Saved data entries:
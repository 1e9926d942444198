//! Ticket issuance handlers.

use std::sync::Arc;

use axum::extract::State;
use axum::Json;
use serde::{Deserialize, Serialize};
use serde_json::Value;

use sptx_core::{
    Reference, ReferenceKind, ReferenceRecord, ReferenceStatus, TicketRecord, TicketSnapshot,
};

use crate::error::ApiError;
use crate::extract::ApiJson;
use crate::issuance::{self, IssuedTicket, SideEffects};
use crate::state::AppState;

/// Request to issue a ticket.
#[derive(Debug, Deserialize)]
pub struct IssueTicketRequest {
    /// The reference to issue from.
    #[serde(default)]
    pub reference: Option<String>,
}

/// Response for an issued ticket.
#[derive(Debug, Serialize)]
#[serde(rename_all = "camelCase")]
pub struct IssueTicketResponse {
    /// Always `true`.
    pub success: bool,
    /// Human-readable outcome.
    pub message: &'static str,
    /// The ticket as stored.
    #[serde(flatten)]
    pub ticket: TicketRecord,
    /// `true` when an earlier call already issued this ticket.
    pub already_issued: bool,
    /// What each side call did.
    pub side_effects: SideEffects,
}

impl From<IssuedTicket> for IssueTicketResponse {
    fn from(issued: IssuedTicket) -> Self {
        Self {
            success: true,
            message: if issued.newly_issued {
                "Ticket issued successfully"
            } else {
                "Ticket already issued"
            },
            ticket: issued.ticket,
            already_issued: !issued.newly_issued,
            side_effects: issued.side_effects,
        }
    }
}

/// Issue the ticket for a paid reference.
///
/// POST /ticket/iwss
pub async fn issue_paid_ticket(
    State(state): State<Arc<AppState>>,
    ApiJson(request): ApiJson<IssueTicketRequest>,
) -> Result<Json<IssueTicketResponse>, ApiError> {
    let reference = request.reference.unwrap_or_default();
    let issued = issuance::issue_paid(&state, &reference).await?;
    Ok(Json(issued.into()))
}

/// Issue the ticket for a free reservation.
///
/// POST /ticket/free
pub async fn issue_free_ticket(
    State(state): State<Arc<AppState>>,
    ApiJson(request): ApiJson<IssueTicketRequest>,
) -> Result<Json<IssueTicketResponse>, ApiError> {
    let reference = request.reference.unwrap_or_default();
    let issued = issuance::issue_free(&state, &reference).await?;
    Ok(Json(issued.into()))
}

/// Response for a free reservation.
#[derive(Debug, Serialize)]
#[serde(rename_all = "camelCase")]
pub struct ReserveFreeTicketResponse {
    /// Always `true`.
    pub success: bool,
    /// The new `SPTX-FREE-` reference.
    pub reference: Reference,
    /// Always `settled`.
    pub status: ReferenceStatus,
}

/// Create a settled free-ticket reservation.
///
/// POST /ticket/free/reserve
pub async fn reserve_free_ticket(
    State(state): State<Arc<AppState>>,
    ApiJson(body): ApiJson<Value>,
) -> Result<Json<ReserveFreeTicketResponse>, ApiError> {
    let snapshot: TicketSnapshot = serde_json::from_value(body)
        .map_err(|e| ApiError::BadRequest(format!("Invalid reservation: {e}")))?;
    snapshot.validate()?;

    let record = ReferenceRecord::free(Reference::generate(ReferenceKind::Free), snapshot);
    state.store.put_reference(&record)?;

    tracing::info!(
        reference = %record.reference,
        user_id = %record.ticket.user_id,
        event_id = %record.ticket.event_id,
        "Free ticket reserved"
    );

    Ok(Json(ReserveFreeTicketResponse {
        success: true,
        reference: record.reference,
        status: record.status,
    }))
}
//! Router configuration.
//!
//! This module sets up the Axum router with all routes and middleware.

use std::sync::Arc;
use std::time::Duration;

use axum::routing::{get, post};
use axum::Router;
use tower::limit::ConcurrencyLimitLayer;
use tower_http::cors::{Any, CorsLayer};
use tower_http::limit::RequestBodyLimitLayer;
use tower_http::timeout::TimeoutLayer;
use tower_http::trace::TraceLayer;

use crate::handlers::{banks, enhance, health, mail, payments, tickets, webhooks};
use crate::state::AppState;

/// Maximum concurrent requests across the client-facing API.
const API_MAX_CONCURRENT_REQUESTS: usize = 100;

/// Maximum concurrent ticket issuances. Each may hold its request open for
/// the whole payment poll.
const TICKET_MAX_CONCURRENT_REQUESTS: usize = 50;

/// Create the service router with all routes and middleware.
///
/// # Routes
///
/// ## Payments
/// - `POST /payment` - Initialize a charge
/// - `GET /payment/verify?reference=` - Gateway verification
/// - `GET /verify-payment?ref=` - Stored reference status
///
/// ## Tickets (rate-limited)
/// - `POST /ticket/iwss` - Issue a paid ticket
/// - `POST /ticket/free` - Issue a free ticket
/// - `POST /ticket/free/reserve` - Reserve a free ticket
///
/// ## Webhooks (signature verification, no rate limit)
/// - `POST /webhook` - Paystack charge events
/// - `POST /webhook/ticket` - Paystack charge events for ticket purchases
///
/// ## Utilities
/// - `GET /verify?accountNumber=&bankName=` - Resolve a bank account
/// - `POST /enhance` - Rewrite an event description
/// - `POST /mail/send`, `POST /mail/ticket` - Template email
/// - `POST /notify` - Trigger a notification workflow
///
/// Every group also answers `GET .../health`.
pub fn create_router(state: AppState) -> Router {
    // Extract config values before moving state
    let cors_origins = state.config.cors_origins.clone();
    let max_body_bytes = state.config.max_body_bytes;
    let request_timeout_seconds = state.config.request_timeout_seconds;

    let cors = build_cors_layer(&cors_origins);

    let state = Arc::new(state);

    let ticket_routes = Router::new()
        .route("/iwss", post(tickets::issue_paid_ticket))
        .route("/free", post(tickets::issue_free_ticket))
        .route("/free/reserve", post(tickets::reserve_free_ticket))
        .layer(ConcurrencyLimitLayer::new(TICKET_MAX_CONCURRENT_REQUESTS));

    let api_routes = Router::new()
        // Payments
        .route("/payment", post(payments::initialize_payment))
        .route("/payment/verify", get(payments::verify_payment))
        .route("/verify-payment", get(payments::verify_reference))
        // Tickets (with their own concurrency limit)
        .nest("/ticket", ticket_routes)
        // Utilities
        .route("/verify", get(banks::resolve_account))
        .route("/enhance", post(enhance::enhance_description))
        .route("/mail/send", post(mail::send_mail))
        .route("/mail/ticket", post(mail::send_ticket_mail))
        .route("/notify", post(mail::notify))
        .layer(ConcurrencyLimitLayer::new(API_MAX_CONCURRENT_REQUESTS));

    Router::new()
        // Health (public, no rate limit)
        .route("/health", get(health::health))
        .route("/payment/health", get(health::payment))
        .route("/webhook/health", get(health::webhook))
        .route("/ticket/health", get(health::ticket))
        .route("/verify/health", get(health::verify))
        .route("/enhance/health", get(health::enhance))
        .route("/mail/health", get(health::mail))
        .route("/notify/health", get(health::notify))
        .merge(api_routes)
        // Webhooks (no rate limit - controlled by the gateway)
        .route("/webhook", post(webhooks::paystack_webhook))
        .route("/webhook/ticket", post(webhooks::ticket_webhook))
        // Global middleware
        .layer(TraceLayer::new_for_http())
        .layer(cors)
        .layer(RequestBodyLimitLayer::new(max_body_bytes))
        .layer(TimeoutLayer::new(Duration::from_secs(
            request_timeout_seconds,
        )))
        .with_state(state)
}

/// Build the CORS layer from configured origins.
fn build_cors_layer(origins: &[String]) -> CorsLayer {
    if origins.iter().any(|o| o == "*") {
        CorsLayer::new()
            .allow_origin(Any)
            .allow_methods(Any)
            .allow_headers(Any)
    } else {
        let origins: Vec<_> = origins.iter().filter_map(|o| o.parse().ok()).collect();

        CorsLayer::new()
            .allow_origin(origins)
            .allow_methods(Any)
            .allow_headers(Any)
    }
}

### Aim of the exercise
Reproduce the data shown above in its entirety, keeping each word as it is.

### Result
repository 1e9926d942444198
//! Ticket issuance handlers.

use std::sync::Arc;

use axum::extract::State;
use axum::Json;
use serde::{Deserialize, Serialize};
use serde_json::Value;

use sptx_core::{
    Reference, ReferenceKind, ReferenceRecord, ReferenceStatus, TicketRecord, TicketSnapshot,
};

use crate::error::ApiError;
use crate::extract::ApiJson;
use crate::issuance::{self, IssuedTicket, SideEffects};
use crate::state::AppState;

/// Request to issue a ticket.
#[derive(Debug, Deserialize)]
pub struct IssueTicketRequest {
    /// The reference to issue from.
    #[serde(default)]
    pub reference: Option<String>,
}

/// Response for an issued ticket.
#[derive(Debug, Serialize)]
#[serde(rename_all = "camelCase")]
pub struct IssueTicketResponse {
    /// Always `true`.
    pub success: bool,
    /// Human-readable outcome.
    pub message: &'static str,
    /// The ticket as stored.
    #[serde(flatten)]
    pub ticket: TicketRecord,
    /// `true` when an earlier call already issued this ticket.
    pub already_issued: bool,
    /// What each side call did.
    pub side_effects: SideEffects,
}

impl From<IssuedTicket> for IssueTicketResponse {
    fn from(issued: IssuedTicket) -> Self {
        Self {
            success: true,
            message: if issued.newly_issued {
                "Ticket issued successfully"
            } else {
                "Ticket already issued"
            },
            ticket: issued.ticket,
            already_issued: !issued.newly_issued,
            side_effects: issued.side_effects,
        }
    }
}

/// Issue the ticket for a paid reference.
///
/// POST /ticket/iwss
pub async fn issue_paid_ticket(
    State(state): State<Arc<AppState>>,
    ApiJson(request): ApiJson<IssueTicketRequest>,
) -> Result<Json<IssueTicketResponse>, ApiError> {
    let reference = request.reference.unwrap_or_default();
    let issued = issuance::issue_paid(&state, &reference).await?;
    Ok(Json(issued.into()))
}

/// Issue the ticket for a free reservation.
///
/// POST /ticket/free
pub async fn issue_free_ticket(
    State(state): State<Arc<AppState>>,
    ApiJson(request): ApiJson<IssueTicketRequest>,
) -> Result<Json<IssueTicketResponse>, ApiError> {
    let reference = request.reference.unwrap_or_default();
    let issued = issuance::issue_free(&state, &reference).await?;
    Ok(Json(issued.into()))
}

/// Response for a free reservation.
#[derive(Debug, Serialize)]
#[serde(rename_all = "camelCase")]
pub struct ReserveFreeTicketResponse {
    /// Always `true`.
    pub success: bool,
    /// The new `SPTX-FREE-` reference.
    pub reference: Reference,
    /// Always `settled`.
    pub status: ReferenceStatus,
}

/// Create a settled free-ticket reservation.
///
/// POST /ticket/free/reserve
pub async fn reserve_free_ticket(
    State(state): State<Arc<AppState>>,
    ApiJson(body): ApiJson<Value>,
) -> Result<Json<ReserveFreeTicketResponse>, ApiError> {
    let snapshot: TicketSnapshot = serde_json::from_value(body)
        .map_err(|e| ApiError::BadRequest(format!("Invalid reservation: {e}")))?;
    snapshot.validate()?;

    let record = ReferenceRecord::free(Reference::generate(ReferenceKind::Free), snapshot);
    state.store.put_reference(&record)?;

    tracing::info!(
        reference = %record.reference,
        user_id = %record.ticket.user_id,
        event_id = %record.ticket.event_id,
        "Free ticket reserved"
    );

    Ok(Json(ReserveFreeTicketResponse {
        success: true,
        reference: record.reference,
        status: record.status,
    }))
}
//! Router configuration.
//!
//! This module sets up the Axum router with all routes and middleware.

use std::sync::Arc;
use std::time::Duration;

use axum::routing::{get, post};
use axum::Router;
use tower::limit::ConcurrencyLimitLayer;
use tower_http::cors::{Any, CorsLayer};
use tower_http::limit::RequestBodyLimitLayer;
use tower_http::timeout::TimeoutLayer;
use tower_http::trace::TraceLayer;

use crate::handlers::{banks, enhance, health, mail, payments, tickets, webhooks};
use crate::state::AppState;

/// Maximum concurrent requests across the client-facing API.
const API_MAX_CONCURRENT_REQUESTS: usize = 100;

/// Maximum concurrent ticket issuances. Each may hold its request open for
/// the whole payment poll.
const TICKET_MAX_CONCURRENT_REQUESTS: usize = 50;

/// Create the service router with all routes and middleware.
///
/// # Routes
///
/// ## Payments
/// - `POST /payment` - Initialize a charge
/// - `GET /payment/verify?reference=` - Gateway verification
/// - `GET /verify-payment?ref=` - Stored reference status
///
/// ## Tickets (rate-limited)
/// - `POST /ticket/iwss` - Issue a paid ticket
/// - `POST /ticket/free` - Issue a free ticket
/// - `POST /ticket/free/reserve` - Reserve a free ticket
///
/// ## Webhooks (signature verification, no rate limit)
/// - `POST /webhook` - Paystack charge events
/// - `POST /webhook/ticket` - Paystack charge events for ticket purchases
///
/// ## Utilities
/// - `GET /verify?accountNumber=&bankName=` - Resolve a bank account
/// - `POST /enhance` - Rewrite an event description
/// - `POST /mail/send`, `POST /mail/ticket` - Template email
/// - `POST /notify` - Trigger a notification workflow
///
/// Every group also answers `GET .../health`.
pub fn create_router(state: AppState) -> Router {
    // Extract config values before moving state
    let cors_origins = state.config.cors_origins.clone();
    let max_body_bytes = state.config.max_body_bytes;
    let request_timeout_seconds = state.config.request_timeout_seconds;

    let cors = build_cors_layer(&cors_origins);

    let state = Arc::new(state);

    let ticket_routes = Router::new()
        .route("/iwss", post(tickets::issue_paid_ticket))
        .route("/free", post(tickets::issue_free_ticket))
        .route("/free/reserve", post(tickets::reserve_free_ticket))
        .layer(ConcurrencyLimitLayer::new(TICKET_MAX_CONCURRENT_REQUESTS));

    let api_routes = Router::new()
        // Payments
        .route("/payment", post(payments::initialize_payment))
        .route("/payment/verify", get(payments::verify_payment))
        .route("/verify-payment", get(payments::verify_reference))
        // Tickets (with their own concurrency limit)
        .nest("/ticket", ticket_routes)
        // Utilities
        .route("/verify", get(banks::resolve_account))
        .route("/enhance", post(enhance::enhance_description))
        .route("/mail/send", post(mail::send_mail))
        .route("/mail/ticket", post(mail::send_ticket_mail))
        .route("/notify", post(mail::notify))
        .layer(ConcurrencyLimitLayer::new(API_MAX_CONCURRENT_REQUESTS));

    Router::new()
        // Health (public, no rate limit)
        .route("/health", get(health::health))
        .route("/payment/health", get(health::payment))
        .route("/webhook/health", get(health::webhook))
        .route("/ticket/health", get(health::ticket))
        .route("/verify/health", get(health::verify))
        .route("/enhance/health", get(health::enhance))
        .route("/mail/health", get(health::mail))
        .route("/notify/health", get(health::notify))
        .merge(api_routes)
        // Webhooks (no rate limit - controlled by the gateway)
        .route("/webhook", post(webhooks::paystack_webhook))
        .route("/webhook/ticket", post(webhooks::ticket_webhook))
        // Global middleware
        .layer(TraceLayer::new_for_http())
        .layer(cors)
        .layer(RequestBodyLimitLayer::new(max_body_bytes))
        .layer(TimeoutLayer::new(Duration::from_secs(
            request_timeout_seconds,
        )))
        .with_state(state)
}

/// Build the CORS layer from configured origins.
fn build_cors_layer(origins: &[String]) -> CorsLayer {
    if origins.iter().any(|o| o == "*") {
        CorsLayer::new()
            .allow_origin(Any)
            .allow_methods(Any)
            .allow_headers(Any)
    } else {
        let origins: Vec<_> = origins.iter().filter_map(|o| o.parse().ok()).collect();

        CorsLayer::new()
            .allow_origin(origins)
            .allow_methods(Any)
            .allow_headers(Any)
    }
}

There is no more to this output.